WHAT TO PRODUCE =>
Report how many lines in the records that follow have the word "match" in them, giving the number and nothing more.

*** Block opens ***

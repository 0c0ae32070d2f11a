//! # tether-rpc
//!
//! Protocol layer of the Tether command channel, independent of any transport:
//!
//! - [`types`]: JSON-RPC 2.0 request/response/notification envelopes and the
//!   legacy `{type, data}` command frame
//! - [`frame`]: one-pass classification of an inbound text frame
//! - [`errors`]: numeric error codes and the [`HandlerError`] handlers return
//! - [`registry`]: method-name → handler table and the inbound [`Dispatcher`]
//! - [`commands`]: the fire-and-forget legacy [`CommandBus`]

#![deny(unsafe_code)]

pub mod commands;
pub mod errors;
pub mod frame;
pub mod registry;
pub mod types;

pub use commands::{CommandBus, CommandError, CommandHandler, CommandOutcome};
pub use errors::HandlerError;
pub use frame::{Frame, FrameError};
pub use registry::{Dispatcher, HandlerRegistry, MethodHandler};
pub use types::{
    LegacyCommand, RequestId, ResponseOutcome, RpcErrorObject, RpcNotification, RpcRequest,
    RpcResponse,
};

*** Block closes ***
*** Block opens ***

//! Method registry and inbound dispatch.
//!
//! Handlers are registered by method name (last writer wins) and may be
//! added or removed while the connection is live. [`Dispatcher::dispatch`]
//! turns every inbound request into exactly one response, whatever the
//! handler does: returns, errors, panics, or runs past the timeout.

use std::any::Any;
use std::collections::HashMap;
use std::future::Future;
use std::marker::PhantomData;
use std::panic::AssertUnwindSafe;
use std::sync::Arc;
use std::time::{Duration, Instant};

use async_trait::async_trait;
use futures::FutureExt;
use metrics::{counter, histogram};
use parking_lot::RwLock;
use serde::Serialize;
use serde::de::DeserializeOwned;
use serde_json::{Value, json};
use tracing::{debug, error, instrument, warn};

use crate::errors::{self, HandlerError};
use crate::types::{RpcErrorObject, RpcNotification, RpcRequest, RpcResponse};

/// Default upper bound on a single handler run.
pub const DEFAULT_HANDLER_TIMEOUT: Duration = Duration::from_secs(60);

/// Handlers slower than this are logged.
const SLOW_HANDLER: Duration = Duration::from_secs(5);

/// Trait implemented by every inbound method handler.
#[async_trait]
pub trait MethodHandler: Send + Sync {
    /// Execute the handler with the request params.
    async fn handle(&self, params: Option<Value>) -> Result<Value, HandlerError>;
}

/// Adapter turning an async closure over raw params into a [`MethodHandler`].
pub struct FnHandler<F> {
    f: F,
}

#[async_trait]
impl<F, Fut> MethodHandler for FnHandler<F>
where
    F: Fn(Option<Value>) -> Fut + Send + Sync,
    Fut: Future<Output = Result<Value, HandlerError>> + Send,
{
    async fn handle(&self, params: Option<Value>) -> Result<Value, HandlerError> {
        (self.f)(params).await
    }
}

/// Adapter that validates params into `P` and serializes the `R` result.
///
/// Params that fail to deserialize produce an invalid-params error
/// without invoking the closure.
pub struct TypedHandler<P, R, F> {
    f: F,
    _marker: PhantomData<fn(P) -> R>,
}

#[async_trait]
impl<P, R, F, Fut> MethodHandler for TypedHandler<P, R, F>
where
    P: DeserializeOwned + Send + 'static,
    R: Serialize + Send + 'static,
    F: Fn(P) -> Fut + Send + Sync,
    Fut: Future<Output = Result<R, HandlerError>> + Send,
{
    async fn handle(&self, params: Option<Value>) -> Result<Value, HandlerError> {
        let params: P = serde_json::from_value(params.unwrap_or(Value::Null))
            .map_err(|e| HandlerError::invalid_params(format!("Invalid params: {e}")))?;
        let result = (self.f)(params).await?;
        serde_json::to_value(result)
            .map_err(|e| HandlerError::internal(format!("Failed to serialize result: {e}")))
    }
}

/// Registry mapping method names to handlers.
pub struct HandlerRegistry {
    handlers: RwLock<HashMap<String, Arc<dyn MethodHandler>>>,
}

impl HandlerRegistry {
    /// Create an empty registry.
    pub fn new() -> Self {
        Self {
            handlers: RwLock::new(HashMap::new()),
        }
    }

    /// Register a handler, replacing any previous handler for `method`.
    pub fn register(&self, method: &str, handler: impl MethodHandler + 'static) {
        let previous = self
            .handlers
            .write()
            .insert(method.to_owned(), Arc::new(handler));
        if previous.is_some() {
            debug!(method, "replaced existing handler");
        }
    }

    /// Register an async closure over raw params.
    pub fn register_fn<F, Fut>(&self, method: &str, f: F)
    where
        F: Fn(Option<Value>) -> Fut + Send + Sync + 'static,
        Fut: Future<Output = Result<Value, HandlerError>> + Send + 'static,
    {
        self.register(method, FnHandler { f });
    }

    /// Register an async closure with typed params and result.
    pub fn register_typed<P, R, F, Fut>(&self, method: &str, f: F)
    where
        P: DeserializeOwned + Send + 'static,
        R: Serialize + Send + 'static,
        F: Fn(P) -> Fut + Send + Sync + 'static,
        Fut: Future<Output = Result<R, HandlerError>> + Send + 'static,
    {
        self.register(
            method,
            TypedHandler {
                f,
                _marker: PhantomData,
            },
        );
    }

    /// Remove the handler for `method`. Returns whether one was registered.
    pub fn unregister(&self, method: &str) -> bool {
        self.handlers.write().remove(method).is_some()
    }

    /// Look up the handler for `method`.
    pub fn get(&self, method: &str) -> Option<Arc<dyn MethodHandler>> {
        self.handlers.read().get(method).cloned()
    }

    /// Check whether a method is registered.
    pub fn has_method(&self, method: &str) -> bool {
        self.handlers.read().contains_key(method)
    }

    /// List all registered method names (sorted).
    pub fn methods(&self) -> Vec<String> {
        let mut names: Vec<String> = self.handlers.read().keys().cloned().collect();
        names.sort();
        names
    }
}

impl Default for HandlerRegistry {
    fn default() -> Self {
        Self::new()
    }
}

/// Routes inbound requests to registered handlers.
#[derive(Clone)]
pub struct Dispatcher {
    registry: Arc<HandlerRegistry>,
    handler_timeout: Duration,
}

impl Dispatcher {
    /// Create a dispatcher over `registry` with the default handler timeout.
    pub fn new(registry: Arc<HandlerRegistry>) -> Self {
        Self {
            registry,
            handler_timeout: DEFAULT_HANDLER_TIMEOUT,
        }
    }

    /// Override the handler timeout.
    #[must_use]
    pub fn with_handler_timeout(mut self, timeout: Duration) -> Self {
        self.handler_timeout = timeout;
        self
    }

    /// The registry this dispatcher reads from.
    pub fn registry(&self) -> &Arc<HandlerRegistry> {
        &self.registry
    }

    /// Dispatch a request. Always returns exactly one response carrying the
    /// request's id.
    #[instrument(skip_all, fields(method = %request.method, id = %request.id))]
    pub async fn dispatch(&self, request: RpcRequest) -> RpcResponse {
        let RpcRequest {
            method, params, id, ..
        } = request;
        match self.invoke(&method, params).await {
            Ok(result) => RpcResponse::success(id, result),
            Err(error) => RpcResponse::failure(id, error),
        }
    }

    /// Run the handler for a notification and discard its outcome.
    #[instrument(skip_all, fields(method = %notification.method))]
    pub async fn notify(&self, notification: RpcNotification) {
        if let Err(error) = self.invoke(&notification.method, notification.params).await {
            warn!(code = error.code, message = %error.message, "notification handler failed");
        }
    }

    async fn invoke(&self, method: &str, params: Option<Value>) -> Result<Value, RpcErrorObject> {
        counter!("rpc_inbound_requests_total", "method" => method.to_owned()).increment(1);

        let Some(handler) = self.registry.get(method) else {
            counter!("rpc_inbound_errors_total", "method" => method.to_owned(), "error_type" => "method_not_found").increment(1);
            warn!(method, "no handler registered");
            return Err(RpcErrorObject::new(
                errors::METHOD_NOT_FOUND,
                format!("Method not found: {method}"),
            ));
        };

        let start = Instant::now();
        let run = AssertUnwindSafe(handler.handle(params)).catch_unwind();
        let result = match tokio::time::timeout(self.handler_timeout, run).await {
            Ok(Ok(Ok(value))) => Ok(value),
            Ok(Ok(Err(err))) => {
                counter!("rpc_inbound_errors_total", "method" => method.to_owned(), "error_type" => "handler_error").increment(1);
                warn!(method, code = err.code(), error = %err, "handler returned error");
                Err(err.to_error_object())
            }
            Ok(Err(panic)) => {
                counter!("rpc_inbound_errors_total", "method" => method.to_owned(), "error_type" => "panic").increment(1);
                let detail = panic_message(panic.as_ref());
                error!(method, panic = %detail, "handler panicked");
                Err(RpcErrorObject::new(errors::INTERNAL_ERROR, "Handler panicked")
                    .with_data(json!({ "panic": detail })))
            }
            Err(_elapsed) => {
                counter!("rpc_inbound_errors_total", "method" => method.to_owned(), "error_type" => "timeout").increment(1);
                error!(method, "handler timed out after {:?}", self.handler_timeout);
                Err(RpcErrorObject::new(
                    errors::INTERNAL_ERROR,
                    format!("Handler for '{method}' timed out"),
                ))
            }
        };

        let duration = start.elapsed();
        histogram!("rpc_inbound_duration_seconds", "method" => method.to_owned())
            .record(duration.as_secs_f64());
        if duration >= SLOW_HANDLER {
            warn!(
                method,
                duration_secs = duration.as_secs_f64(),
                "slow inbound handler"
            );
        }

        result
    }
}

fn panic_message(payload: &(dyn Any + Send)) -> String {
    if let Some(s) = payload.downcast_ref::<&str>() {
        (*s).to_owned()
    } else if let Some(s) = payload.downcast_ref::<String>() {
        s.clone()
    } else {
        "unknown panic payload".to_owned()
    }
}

*** Block closes ***

SOLUTION TO THE EXERCISE =>
2